Unknown, Parker said. Her voice was clipped and professional, the tone she used when the news was bad and she didn’t have time to soften it. But significant. Budapest is already reporting corruption spreading into residential districts. Chicago’s showing the same pattern. If we don’t evacuate—

Then we evacuate, Commander Voss interrupted. Pull everyone back. Protect what we can.

And abandon how many cities? Hartwell snapped. How many thousands?

Better thousands than everyone…

We don’t have the resources for full-scale global evacuation, Parker cut through the rising argument. Shroud Guard is already stretched across twenty-three active sites worldwide. We need portal support. Dimensional routes. Keane’s magic.

My father’s eyes found mine, then Keane’s, reading what wasn’t being said and what it would cost.

He’s forcing your hand, my father said quietly. Forcing Keane specifically into a position where he has to choose between saving people now or conserving strength for solstice.

Yes, I said.

It’s a trap.

Yes.

And you’re going to respond anyway.

People are dying, Keane repeated. His voice stayed flat, analytical, but I heard the weight underneath, the certainty of what he was about to do.
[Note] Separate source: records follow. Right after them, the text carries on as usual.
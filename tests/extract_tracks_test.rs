mod common;

use common::*;
use serde_json::json;
use yandex_music_history::{history_tabs, HistoryTab, HistoryTrack, Model, Result, Track};

fn ids(tracks: &[Track]) -> Vec<&str> {
    tracks.iter().map(|track| track.id.as_str()).collect()
}

#[test_log::test]
fn test_extract_preserves_tab_item_track_order() -> Result<()> {
    let tabs = HistoryTab::de_list(&json!([
        tab_with_tracks(
            "2026-01-23",
            vec![
                track_entry("track", "T1", "First"),
                track_entry("track", "T2", "Second")
            ]
        ),
        tab_with_tracks("2026-01-22", vec![track_entry("track", "T3", "Third")])
    ]))?;

    let tracks = HistoryTab::extract_tracks(&tabs);

    assert_eq!(ids(&tracks), vec!["T1", "T2", "T3"]);
    assert_eq!(tracks[1].title.as_deref(), Some("Second"));
    Ok(())
}

#[test_log::test]
fn test_extract_survives_wave_with_null_agent() -> Result<()> {
    let tabs = HistoryTab::de_list(&json!([{
        "date": DATE,
        "items": [
            {
                "context": {
                    "type": "wave",
                    "data": {
                        "itemId": {"seeds": [STATION_ID]},
                        "fullModel": {
                            "wave": {
                                "title": "My Wave",
                                "header": "My Wave",
                                "stationId": STATION_ID,
                                "seeds": [STATION_ID],
                                "agent": null
                            }
                        }
                    }
                },
                "tracks": [track_entry("track", "T1", "First")]
            }
        ]
    }]))?;

    let wave = tabs[0].items[0]
        .context
        .as_ref()
        .and_then(|context| context.data())
        .and_then(|data| data.full_model.as_ref())
        .and_then(|model| model.wave.as_ref())
        .unwrap();
    assert_eq!(wave.agent, None);
    assert_eq!(ids(&HistoryTab::extract_tracks(&tabs)), vec!["T1"]);
    Ok(())
}

#[test_log::test]
fn test_extract_skips_other_kinds() -> Result<()> {
    let tabs = HistoryTab::de_list(&json!([tab_with_tracks(
        DATE,
        vec![
            track_entry("track", "T1", "Kept"),
            track_entry("other", "T2", "Skipped")
        ]
    )]))?;

    let tracks = HistoryTab::extract_tracks(&tabs);

    assert_eq!(ids(&tracks), vec!["T1"]);
    Ok(())
}

#[test_log::test]
fn test_extract_skips_entries_without_data() -> Result<()> {
    let tabs = HistoryTab::de_list(&json!([tab_with_tracks(
        DATE,
        vec![
            json!({"type": "track", "data": "malformed"}),
            json!({"type": "track"}),
            json!({"type": "track", "data": {"itemId": {"trackId": "T9", "albumId": "1"}}}),
            track_entry("track", "T1", "Kept")
        ]
    )]))?;

    // All four entries decode; only the complete one is playable.
    assert_eq!(tabs[0].track_count(), 4);
    assert!(tabs[0].items[0].tracks[0].data.is_none());
    assert_eq!(ids(&HistoryTab::extract_tracks(&tabs)), vec!["T1"]);
    Ok(())
}

#[test_log::test]
fn test_extract_empty_inputs() -> Result<()> {
    assert!(HistoryTab::extract_tracks(&[]).is_empty());

    let tabs = HistoryTab::de_list(&json!([
        {"date": DATE, "items": []},
        {"date": DATE},
        tab_with_tracks(DATE, vec![])
    ]))?;

    assert_eq!(tabs.len(), 3);
    assert!(HistoryTab::extract_tracks(&tabs).is_empty());
    Ok(())
}

#[test_log::test]
fn test_extract_keeps_duplicates() -> Result<()> {
    let tabs = HistoryTab::de_list(&json!([
        tab_with_tracks(
            DATE,
            vec![
                track_entry("track", "T1", "Again"),
                track_entry("track", "T1", "Again")
            ]
        ),
        tab_with_tracks("2026-01-22", vec![track_entry("track", "T1", "Again")])
    ]))?;

    assert_eq!(ids(&HistoryTab::extract_tracks(&tabs)), vec!["T1", "T1", "T1"]);
    Ok(())
}

#[test_log::test]
fn test_extract_from_constructed_models() {
    let mut other = history_track();
    other.kind = "clip".to_string();
    let mut broken = history_track();
    broken.data = None;

    let mut tab = history_tab();
    tab.items[0].tracks = vec![other, history_track(), broken];

    let tracks = HistoryTab::extract_tracks(&[tab.clone(), tab]);

    assert_eq!(tracks, vec![track(), track()]);
    assert!(!HistoryTrack::new("clip", track_context_data()).is_track());
}

#[test_log::test]
fn test_iter_tracks_borrows() {
    let tabs = vec![history_tab()];
    let borrowed: Vec<&Track> = HistoryTab::iter_tracks(&tabs).collect();

    assert_eq!(borrowed.len(), 1);
    assert!(std::ptr::eq(
        borrowed[0],
        tabs[0].items[0].tracks[0]
            .data
            .as_ref()
            .and_then(|data| data.full_model.as_ref())
            .unwrap()
    ));
}

#[test_log::test]
fn test_extract_from_saved_response() -> Result<()> {
    let document = yandex_music_history::unwrap_envelope(load_fixture());
    let tabs = history_tabs(&document)?;

    assert_eq!(tabs.len(), 2);
    assert_eq!(tabs[0].date, "2026-01-23");
    assert_eq!(tabs[0].items.len(), 2);
    // The null entry in the second item is dropped; the malformed one is kept.
    assert_eq!(tabs[0].track_count(), 5);
    assert_eq!(tabs[1].track_count(), 1);

    let wave = tabs[0].items[0]
        .context
        .as_ref()
        .and_then(|context| context.data())
        .and_then(|data| data.full_model.as_ref())
        .and_then(|model| model.wave.as_ref())
        .expect("wave context should be decoded");
    assert_eq!(wave.station_id, "user:onyourwave");
    assert_eq!(
        wave.agent.as_ref().map(|agent| agent.animation_uri.as_str()),
        Some(ANIMATION_URI)
    );

    let search = tabs[0].items[1].context.as_ref().unwrap();
    assert_eq!(search.kind(), "search");
    assert!(search.data().is_none());
    assert_eq!(tabs[1].items[0].context.as_ref().unwrap().kind(), "playlist");

    let tracks = HistoryTab::extract_tracks(&tabs);
    assert_eq!(ids(&tracks), vec!["101", "102", "101", "103"]);
    assert_eq!(
        tracks[0].extra.get("durationMs"),
        Some(&json!(201000))
    );

    // Re-serialized tabs decode to the same graph.
    let reserialized = tabs
        .iter()
        .map(Model::to_dict)
        .collect::<Result<Vec<_>>>()?;
    assert_eq!(HistoryTab::de_list(&json!(reserialized))?, tabs);
    Ok(())
}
If I can save them, I will.

My father looked at him for a long moment. Something passed between them—understanding, maybe, possibly respect for a choice my father would’ve made himself once.

Then we coordinate properly, my father said. He turned to Parker. Priority: population centers near corrupted wellsprings. Keane provides portal support. Emergency medical teams on standby at all major hubs.